I had been working at a medium-sized architecture firm in Tokyo and, as one of the youngest architects there, was given a larger proportion of the tasks. The mentality here in Japan is “if you’re young and healthy, you can handle more work.” And I did handle it for a period of time, all in all about 10 years. But I was getting into the office by 7 or 8 am and staying well past midnight with not much time for breaks. I skipped lunch often. I was on my feet a lot, and always looking at a computer screen. It was cognitively demanding work as well, so over time my body and mind just became exhausted. I began feeling anxious, and would notice heart palpitations often. One day, while at a standing desk, working through a design, I just collapsed. I don’t remember all the details, but I was taken to a local hospital and the doctor told me I needed more rest. I didn’t have a diagnosis per se, but when I explained it to my boss, he didn’t understand. I had no choice but to go back to work the next day, and act as though nothing had happened. And so, not knowing what other options I had, I just did it. A few weeks later I was walking home from the train and saw a man playing the guitar on the street. The sound was so calming, so I stopped to listen for awhile. For the first time in a long time my heart felt happy, and I felt calm. In that moment I thought: why don’t I learn an instrument?
3. Do you think you were on your way to ‘karoshi?’
In a short answer: yes. There’s no doubt that would have happened had I not made a change.
4.Let’s talk about that change. Clearly you took that hospital visit seriously – you ended up picking a different instrument and leaving the industry of architecture all together. That sort of 180-degree shift career-wise, is not common in Japan is it?
That’s right. First I thought back to an instrument I really loved in high school – on a trip to Barcelona I had first heard about the handpan. The sound was beautiful, and I had learned that it was a relatively new instrument, having been invented around the year 2000 in Switzerland. But I couldn’t remember the name of the instrument! I ended up searching things like “UFO music pan” and finally found it, and the name, “handpan.” Then I searched online for classes, but couldn’t find any, and I couldn’t even buy one in Japan! So I found a company in Switzerland and ordered one directly. Then I began to teach myself through YouTube. Overtime, with practice, I travelled to France and learned directly from local artists there. My English improved as well, and I ended up finding a community to tour with. I recently completed a tour in Taiwan, and plan to go to Europe soon. In terms of your second observation, you’re right: freelancing of any kind isn’t common in Japan. There is real fear around financial stability and most people would rather have a steady job, even if they are overworked, compared to the uncertainty. At first my parents were very concerned, but now I perform (and get paid), and teach students, so I’m able to support myself.
5.That took a lot of courage.
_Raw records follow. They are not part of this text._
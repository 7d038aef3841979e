//! `bos-pack`: encode JSON (stdin) as BOS (stdout).

use std::io::{self, Read, Write};
use std::process::ExitCode;

use bos_cli::{init_tracing, pack, CliError};
use clap::{ArgAction, Parser};

#[derive(Parser)]
#[command(name = "bos-pack", version, about = "Encode JSON from stdin as BOS on stdout")]
struct Cli {
    /// Increase log verbosity (-v info, -vv debug, -vvv trace).
    #[arg(short, long, action = ArgAction::Count)]
    verbose: u8,
}

fn run() -> Result<(), CliError> {
    let mut buf = String::new();
    io::stdin().read_to_string(&mut buf)?;
    let bytes = pack(buf.trim())?;
    io::stdout().write_all(&bytes)?;
    Ok(())
}

fn main() -> ExitCode {
    let cli = Cli::parse();
    init_tracing(cli.verbose);
    match run() {
        Ok(()) => ExitCode::SUCCESS,
        Err(e) => {
            eprintln!("{e}");
            ExitCode::FAILURE
        }
    }
}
So what about architecture? Will you go back?
A lot of my friends say I’m brave. I just think I had not choice if I wanted to keep living and if I wanted to have a happy life. I don’t have plans to go back to architecture now. I enjoyed it, but the costs to my health, at least in Japan, were too large. I’m much happier as a musician. I’m more in control of my health, I sleep well, and overall feel calmer and more at peace.
6.What does thriving mean to you?
If you asked me that question in early 2016, I would have described the sense of feeling ‘rich’ financially, working hard, making lots of money, etc. Now I see it as richness of the heart and mind, along with having good friendships.
7.What are you most looking forward to with your music now?
I’m working on another album, and am teaching more. I hope to do another tour soon as well, and there are lots of opportunities to perform around Japan as well. But reminding myself that right now I’m living the dream. Thinking back to a few years ago, right now I’m so grateful to really be thriving.